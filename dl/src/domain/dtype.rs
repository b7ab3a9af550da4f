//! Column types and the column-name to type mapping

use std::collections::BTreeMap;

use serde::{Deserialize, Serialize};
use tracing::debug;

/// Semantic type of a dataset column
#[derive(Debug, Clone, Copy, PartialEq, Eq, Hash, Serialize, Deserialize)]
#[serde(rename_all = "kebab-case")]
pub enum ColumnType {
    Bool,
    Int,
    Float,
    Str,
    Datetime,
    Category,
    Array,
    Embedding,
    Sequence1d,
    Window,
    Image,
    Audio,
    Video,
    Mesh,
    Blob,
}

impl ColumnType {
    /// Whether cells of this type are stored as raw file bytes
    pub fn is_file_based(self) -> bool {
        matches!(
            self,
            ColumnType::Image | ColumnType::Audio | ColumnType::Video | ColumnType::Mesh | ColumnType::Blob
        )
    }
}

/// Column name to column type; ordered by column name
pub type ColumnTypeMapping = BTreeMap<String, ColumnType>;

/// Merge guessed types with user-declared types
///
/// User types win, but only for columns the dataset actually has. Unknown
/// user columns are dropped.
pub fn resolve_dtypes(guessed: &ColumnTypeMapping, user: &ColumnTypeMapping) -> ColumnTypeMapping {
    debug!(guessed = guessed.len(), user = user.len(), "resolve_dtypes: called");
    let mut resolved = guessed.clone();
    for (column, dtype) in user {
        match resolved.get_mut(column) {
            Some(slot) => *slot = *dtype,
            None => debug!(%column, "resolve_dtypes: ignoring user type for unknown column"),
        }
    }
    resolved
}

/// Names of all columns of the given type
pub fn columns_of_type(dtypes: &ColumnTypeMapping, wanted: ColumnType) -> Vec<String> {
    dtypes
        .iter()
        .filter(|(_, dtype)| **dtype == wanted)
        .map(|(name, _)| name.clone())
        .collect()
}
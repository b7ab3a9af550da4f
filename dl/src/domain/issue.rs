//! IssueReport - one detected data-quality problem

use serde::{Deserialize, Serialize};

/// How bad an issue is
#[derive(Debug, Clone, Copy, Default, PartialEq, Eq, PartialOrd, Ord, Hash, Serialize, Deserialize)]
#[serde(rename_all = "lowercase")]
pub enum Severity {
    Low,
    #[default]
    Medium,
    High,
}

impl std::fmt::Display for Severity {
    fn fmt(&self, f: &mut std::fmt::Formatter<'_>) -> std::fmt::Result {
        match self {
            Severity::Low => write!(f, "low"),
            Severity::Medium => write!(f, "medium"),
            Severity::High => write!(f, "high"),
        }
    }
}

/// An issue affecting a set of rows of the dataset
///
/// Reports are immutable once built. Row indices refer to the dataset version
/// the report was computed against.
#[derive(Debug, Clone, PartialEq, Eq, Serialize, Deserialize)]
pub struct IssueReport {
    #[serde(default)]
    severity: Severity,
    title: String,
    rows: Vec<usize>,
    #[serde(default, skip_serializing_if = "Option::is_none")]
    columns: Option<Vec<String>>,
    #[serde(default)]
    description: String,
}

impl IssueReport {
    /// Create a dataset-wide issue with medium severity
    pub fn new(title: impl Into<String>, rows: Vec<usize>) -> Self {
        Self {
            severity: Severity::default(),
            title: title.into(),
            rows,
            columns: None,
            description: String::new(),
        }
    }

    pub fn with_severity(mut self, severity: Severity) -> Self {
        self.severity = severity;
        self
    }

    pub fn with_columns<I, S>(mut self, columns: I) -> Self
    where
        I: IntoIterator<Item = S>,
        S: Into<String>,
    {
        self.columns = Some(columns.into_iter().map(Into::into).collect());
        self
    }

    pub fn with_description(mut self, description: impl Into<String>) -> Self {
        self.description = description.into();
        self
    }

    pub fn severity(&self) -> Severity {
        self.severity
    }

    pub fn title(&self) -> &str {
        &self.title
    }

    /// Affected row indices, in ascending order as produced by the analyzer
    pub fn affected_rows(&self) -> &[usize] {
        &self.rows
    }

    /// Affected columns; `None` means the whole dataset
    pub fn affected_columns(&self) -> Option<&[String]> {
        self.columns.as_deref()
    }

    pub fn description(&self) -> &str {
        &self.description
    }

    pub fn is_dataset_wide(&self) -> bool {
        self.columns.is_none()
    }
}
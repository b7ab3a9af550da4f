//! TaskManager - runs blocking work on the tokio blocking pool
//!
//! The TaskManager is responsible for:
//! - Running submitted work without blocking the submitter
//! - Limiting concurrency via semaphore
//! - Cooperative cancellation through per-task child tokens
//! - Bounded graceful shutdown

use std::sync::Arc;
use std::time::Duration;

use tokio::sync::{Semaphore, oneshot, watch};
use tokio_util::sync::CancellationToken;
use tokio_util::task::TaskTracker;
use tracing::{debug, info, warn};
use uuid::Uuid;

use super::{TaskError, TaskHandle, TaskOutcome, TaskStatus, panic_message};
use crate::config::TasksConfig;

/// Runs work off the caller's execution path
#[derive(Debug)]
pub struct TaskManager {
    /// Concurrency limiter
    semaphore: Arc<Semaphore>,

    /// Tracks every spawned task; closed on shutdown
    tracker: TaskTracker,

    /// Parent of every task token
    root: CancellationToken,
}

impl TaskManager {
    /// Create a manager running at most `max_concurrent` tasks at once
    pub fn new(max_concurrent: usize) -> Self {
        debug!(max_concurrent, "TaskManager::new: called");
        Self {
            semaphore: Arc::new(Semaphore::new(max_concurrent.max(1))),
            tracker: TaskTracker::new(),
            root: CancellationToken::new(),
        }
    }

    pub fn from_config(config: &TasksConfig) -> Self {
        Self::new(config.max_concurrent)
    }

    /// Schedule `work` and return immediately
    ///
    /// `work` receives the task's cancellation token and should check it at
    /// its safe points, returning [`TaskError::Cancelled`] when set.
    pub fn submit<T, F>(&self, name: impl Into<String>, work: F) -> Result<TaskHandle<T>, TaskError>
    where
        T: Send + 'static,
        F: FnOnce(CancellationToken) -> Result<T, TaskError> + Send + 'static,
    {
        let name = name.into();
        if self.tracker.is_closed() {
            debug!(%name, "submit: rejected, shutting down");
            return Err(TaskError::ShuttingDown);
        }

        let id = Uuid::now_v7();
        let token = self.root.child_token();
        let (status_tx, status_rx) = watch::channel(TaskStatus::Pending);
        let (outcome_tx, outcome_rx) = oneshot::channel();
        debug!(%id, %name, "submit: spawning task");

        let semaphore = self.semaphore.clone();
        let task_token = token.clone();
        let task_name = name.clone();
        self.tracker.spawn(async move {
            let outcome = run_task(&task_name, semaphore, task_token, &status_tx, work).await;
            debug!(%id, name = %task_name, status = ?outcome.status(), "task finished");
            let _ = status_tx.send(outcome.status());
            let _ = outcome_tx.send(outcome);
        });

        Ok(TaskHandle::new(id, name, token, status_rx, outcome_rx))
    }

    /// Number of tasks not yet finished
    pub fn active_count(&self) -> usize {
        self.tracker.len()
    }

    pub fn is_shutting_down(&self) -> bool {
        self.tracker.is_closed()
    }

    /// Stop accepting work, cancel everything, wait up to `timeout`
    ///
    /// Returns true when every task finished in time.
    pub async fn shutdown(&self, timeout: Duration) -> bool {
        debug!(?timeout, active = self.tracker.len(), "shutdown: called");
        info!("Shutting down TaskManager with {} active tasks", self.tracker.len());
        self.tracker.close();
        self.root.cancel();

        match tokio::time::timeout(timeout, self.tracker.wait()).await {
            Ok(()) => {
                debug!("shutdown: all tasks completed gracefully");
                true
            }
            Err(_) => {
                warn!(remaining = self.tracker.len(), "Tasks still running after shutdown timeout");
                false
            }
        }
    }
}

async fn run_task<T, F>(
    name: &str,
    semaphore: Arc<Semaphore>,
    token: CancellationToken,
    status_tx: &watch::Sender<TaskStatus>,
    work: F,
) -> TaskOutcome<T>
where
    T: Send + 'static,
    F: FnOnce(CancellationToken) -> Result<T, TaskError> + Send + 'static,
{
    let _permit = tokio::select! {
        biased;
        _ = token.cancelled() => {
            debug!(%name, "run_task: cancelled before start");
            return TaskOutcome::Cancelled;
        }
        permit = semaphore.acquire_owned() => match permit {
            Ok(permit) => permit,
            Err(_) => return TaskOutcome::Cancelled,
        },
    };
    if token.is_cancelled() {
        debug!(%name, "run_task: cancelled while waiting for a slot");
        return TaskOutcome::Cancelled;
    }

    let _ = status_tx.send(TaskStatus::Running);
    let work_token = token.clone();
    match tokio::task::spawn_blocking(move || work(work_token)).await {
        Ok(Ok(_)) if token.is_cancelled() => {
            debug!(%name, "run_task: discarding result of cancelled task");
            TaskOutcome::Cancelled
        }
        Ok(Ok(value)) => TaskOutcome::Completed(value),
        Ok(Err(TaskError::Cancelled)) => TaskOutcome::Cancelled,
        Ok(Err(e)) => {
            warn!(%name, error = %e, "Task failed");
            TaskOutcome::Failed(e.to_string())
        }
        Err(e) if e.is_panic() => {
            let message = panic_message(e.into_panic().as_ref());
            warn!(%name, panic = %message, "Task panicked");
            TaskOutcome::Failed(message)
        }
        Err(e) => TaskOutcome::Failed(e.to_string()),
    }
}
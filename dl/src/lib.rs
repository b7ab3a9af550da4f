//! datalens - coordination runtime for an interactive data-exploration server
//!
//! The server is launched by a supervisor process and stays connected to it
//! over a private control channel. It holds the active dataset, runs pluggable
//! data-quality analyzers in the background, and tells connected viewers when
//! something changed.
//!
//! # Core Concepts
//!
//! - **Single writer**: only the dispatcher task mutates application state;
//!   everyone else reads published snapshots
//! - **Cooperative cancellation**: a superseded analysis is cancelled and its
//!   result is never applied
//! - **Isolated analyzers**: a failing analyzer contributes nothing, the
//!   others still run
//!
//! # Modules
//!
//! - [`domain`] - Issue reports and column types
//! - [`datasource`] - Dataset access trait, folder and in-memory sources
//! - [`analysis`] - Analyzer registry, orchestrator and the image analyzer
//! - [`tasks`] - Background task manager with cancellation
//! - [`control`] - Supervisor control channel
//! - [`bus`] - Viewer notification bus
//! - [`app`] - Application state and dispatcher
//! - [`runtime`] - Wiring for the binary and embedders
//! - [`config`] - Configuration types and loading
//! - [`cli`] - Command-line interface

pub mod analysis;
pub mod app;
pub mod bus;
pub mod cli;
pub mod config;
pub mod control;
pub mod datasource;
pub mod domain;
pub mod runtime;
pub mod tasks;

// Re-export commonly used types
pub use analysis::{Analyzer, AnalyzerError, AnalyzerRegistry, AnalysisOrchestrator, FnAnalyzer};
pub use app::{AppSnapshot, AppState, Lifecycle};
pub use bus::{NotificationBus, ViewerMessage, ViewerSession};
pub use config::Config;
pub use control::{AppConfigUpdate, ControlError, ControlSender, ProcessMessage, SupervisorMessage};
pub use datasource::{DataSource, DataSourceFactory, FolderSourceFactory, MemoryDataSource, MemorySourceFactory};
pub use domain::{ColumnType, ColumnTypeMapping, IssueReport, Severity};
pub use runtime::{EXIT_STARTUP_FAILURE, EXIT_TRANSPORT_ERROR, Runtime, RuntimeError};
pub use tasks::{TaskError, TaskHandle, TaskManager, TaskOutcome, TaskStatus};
####
WORK REQUIRED: Pull out all lines in the data above that include "true".

REPLY TO THE TASK:
    /// Returns true when every task finished in time.
                true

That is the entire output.